- Opening Delimiter -

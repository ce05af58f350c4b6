//! Suggestions for commonly expected keys.

use crate::envfile::parser::EnvFile;
use crate::lint::{Category, Diagnostic, LintRule, RuleId, Severity};

/// A commonly expected key.
pub struct CommonKey {
    /// Key suggested when none of `accepted` is present.
    pub suggested: &'static str,
    /// Keys that satisfy the expectation.
    pub accepted: &'static [&'static str],
    /// Key fragments showing the file configures this area.
    pub related: &'static [&'static str],
    pub purpose: &'static str,
}

pub const COMMON_KEYS: &[CommonKey] = &[
    CommonKey {
        suggested: "APP_ENV",
        accepted: &["APP_ENV", "NODE_ENV", "RAILS_ENV", "RACK_ENV", "FLASK_ENV", "ENVIRONMENT", "ENV"],
        related: &["APP_", "NODE_", "RAILS_", "DEBUG"],
        purpose: "environment mode",
    },
    CommonKey {
        suggested: "PORT",
        accepted: &["PORT", "APP_PORT", "HTTP_PORT", "SERVER_PORT"],
        related: &["APP_HOST", "SERVER", "LISTEN", "BIND", "HTTP"],
        purpose: "listening port",
    },
    CommonKey {
        suggested: "DATABASE_URL",
        accepted: &["DATABASE_URL", "DB_URL"],
        related: &["DB_", "DATABASE", "POSTGRES", "MYSQL", "MONGO"],
        purpose: "database connection",
    },
    CommonKey {
        suggested: "LOG_LEVEL",
        accepted: &["LOG_LEVEL", "LOGLEVEL", "RUST_LOG"],
        related: &["LOG", "DEBUG", "VERBOSE"],
        purpose: "log level",
    },
];

/// Suggests a missing common key once a related key shows up.
pub struct MissingCommonRule;

impl LintRule<EnvFile> for MissingCommonRule {
    fn id(&self) -> RuleId {
        RuleId::new("env.missing_common")
    }

    fn description(&self) -> &str {
        "Suggests environment mode, port, database URL and log level keys"
    }

    fn default_severity(&self) -> Severity {
        Severity::Info
    }

    fn category(&self) -> Category {
        Category::BestPractice
    }

    fn check(&self, env: &EnvFile) -> Vec<Diagnostic> {
        if env.is_empty() {
            return Vec::new();
        }

        let keys: Vec<String> = env.assignments().map(|a| a.key.to_uppercase()).collect();

        COMMON_KEYS
            .iter()
            .filter(|common| !common.accepted.iter().any(|k| keys.iter().any(|key| key == k)))
            .filter(|common| {
                common
                    .related
                    .iter()
                    .any(|fragment| keys.iter().any(|key| key.contains(fragment)))
            })
            .map(|common| {
                self.diagnostic(format!(
                    "No {} variable; consider adding {}",
                    common.purpose, common.suggested
                ))
                .with_field(common.suggested)
                .with_suggestion(format!("Add {}=...", common.suggested))
            })
            .collect()
    }
}
//! `USER` rules.

use crate::dockerfile::parser::{Dockerfile, Instruction};
use crate::lint::{Category, Diagnostic, LintRule, RuleId, Severity};

use super::flag;

/// User part of `USER name[:group]`.
fn user_of(instruction: &Instruction) -> Option<&str> {
    let spec = instruction.tokens().next()?;
    spec.split(':').next().filter(|u| !u.is_empty())
}

pub struct UserRootRule;

impl LintRule<Dockerfile> for UserRootRule {
    fn id(&self) -> RuleId {
        RuleId::new("dockerfile.user_root")
    }

    fn description(&self) -> &str {
        "Flags USER set to root"
    }

    fn default_severity(&self) -> Severity {
        Severity::Warning
    }

    fn category(&self) -> Category {
        Category::Security
    }

    fn check(&self, dockerfile: &Dockerfile) -> Vec<Diagnostic> {
        dockerfile
            .find("USER")
            .filter(|i| {
                user_of(i).is_some_and(|u| u == "root" || u.parse::<u32>() == Ok(0))
            })
            .map(|i| {
                flag(self, i, "Container runs as root")
                    .with_suggestion("Create an unprivileged user and switch to it with USER")
            })
            .collect()
    }
}

pub struct UserNumericRule;

impl LintRule<Dockerfile> for UserNumericRule {
    fn id(&self) -> RuleId {
        RuleId::new("dockerfile.user_numeric")
    }

    fn description(&self) -> &str {
        "Notes USER given as a bare numeric id"
    }

    fn default_severity(&self) -> Severity {
        Severity::Info
    }

    fn category(&self) -> Category {
        Category::BestPractice
    }

    fn check(&self, dockerfile: &Dockerfile) -> Vec<Diagnostic> {
        dockerfile
            .find("USER")
            .filter(|i| matches!(user_of(i).map(str::parse::<u32>), Some(Ok(uid)) if uid != 0))
            .map(|i| {
                flag(self, i, "USER uses a numeric id without a named user")
                    .with_suggestion("Create the user with a name so file ownership stays readable")
            })
            .collect()
    }
}
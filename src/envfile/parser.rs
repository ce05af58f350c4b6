//! `.env` file parsing.
//!
//! Lines are read in the `KEY=value` format. The split point is the first
//! `=`; there is no continuation and no variable expansion. Unlike a
//! loader, the parser keeps every line it cannot read as a
//! [`EnvLineKind::Malformed`] entry so the format rule can report it.

/// What a non-blank, non-comment line contains.
#[derive(Debug, Clone, PartialEq, Eq)]
pub enum EnvLineKind {
    /// `KEY=value`, with the value exactly as written (quotes kept).
    Assignment { key: String, raw_value: String },
    /// A line without `=`, or with nothing before it.
    Malformed { text: String },
}

/// One significant line of an env file.
#[derive(Debug, Clone, PartialEq, Eq)]
pub struct EnvLine {
    /// 1-based source line.
    pub line: usize,
    pub kind: EnvLineKind,
}

/// A single assignment, borrowed from an [`EnvFile`].
#[derive(Debug, Clone, Copy, PartialEq, Eq)]
pub struct Assignment<'a> {
    pub line: usize,
    pub key: &'a str,
    /// Value as written, quotes included.
    pub raw_value: &'a str,
}

impl Assignment<'_> {
    /// The value with one pair of surrounding quotes removed.
    pub fn value(&self) -> &str {
        unquote(self.raw_value)
    }

    /// Whether the value is wrapped in matching quotes.
    pub fn is_quoted(&self) -> bool {
        unquote(self.raw_value).len() != self.raw_value.len()
    }
}

/// Parsed env file.
#[derive(Debug, Clone, Default, PartialEq, Eq)]
pub struct EnvFile {
    pub entries: Vec<EnvLine>,
}

impl EnvFile {
    /// Parse env file content.
    ///
    /// # Supported Formats
    ///
    /// - Simple: `KEY=value`
    /// - Quoted: `KEY="value with spaces"` or `KEY='single quoted'`
    /// - Empty: `KEY=`
    /// - Exported: `export KEY=value`
    /// - Whitespace around equals: `KEY = value`
    /// - Values with equals signs: `URL=https://example.com?foo=bar`
    ///
    /// # Example
    ///
    /// ```
    /// use infralint::envfile::EnvFile;
    ///
    /// let env = EnvFile::parse("# Database config\nDATABASE_URL=postgres://localhost/db\nDEBUG=\"true\"\noops\n");
    ///
    /// let assignments: Vec<_> = env.assignments().collect();
    /// assert_eq!(assignments.len(), 2);
    /// assert_eq!(assignments[0].key, "DATABASE_URL");
    /// assert_eq!(assignments[1].value(), "true");
    /// assert_eq!(env.entries.len(), 3);
    /// ```
    pub fn parse(content: &str) -> Self {
        let mut entries = Vec::new();

        for (index, raw) in content.lines().enumerate() {
            let line = raw.trim();

            // Skip empty lines and comments
            if line.is_empty() || line.starts_with('#') {
                continue;
            }

            let statement = line.strip_prefix("export ").map_or(line, str::trim_start);
            let kind = match statement.split_once('=') {
                Some((key, value)) if !key.trim().is_empty() => EnvLineKind::Assignment {
                    key: key.trim().to_string(),
                    raw_value: value.trim().to_string(),
                },
                _ => EnvLineKind::Malformed {
                    text: line.to_string(),
                },
            };

            entries.push(EnvLine {
                line: index + 1,
                kind,
            });
        }

        Self { entries }
    }

    /// Assignments in file order.
    pub fn assignments(&self) -> impl Iterator<Item = Assignment<'_>> {
        self.entries.iter().filter_map(|entry| match &entry.kind {
            EnvLineKind::Assignment { key, raw_value } => Some(Assignment {
                line: entry.line,
                key,
                raw_value,
            }),
            EnvLineKind::Malformed { .. } => None,
        })
    }

    /// Whether any assignment uses `key`.
    pub fn has_key(&self, key: &str) -> bool {
        self.assignments().any(|a| a.key == key)
    }

    /// Whether the file holds no significant lines.
    pub fn is_empty(&self) -> bool {
        self.entries.is_empty()
    }
}

/// Remove surrounding quotes from a value.
pub fn unquote(value: &str) -> &str {
    if value.len() >= 2
        && ((value.starts_with('"') && value.ends_with('"'))
            || (value.starts_with('\'') && value.ends_with('\'')))
    {
        &value[1..value.len() - 1]
    } else {
        value
    }
}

- Closing Delimiter -

ACTIVITY — Only lines holding the string "expected" are wanted; gather each one from the entries above.

ANSWER BELOW —
//! Suggestions for commonly expected keys.
/// A commonly expected key.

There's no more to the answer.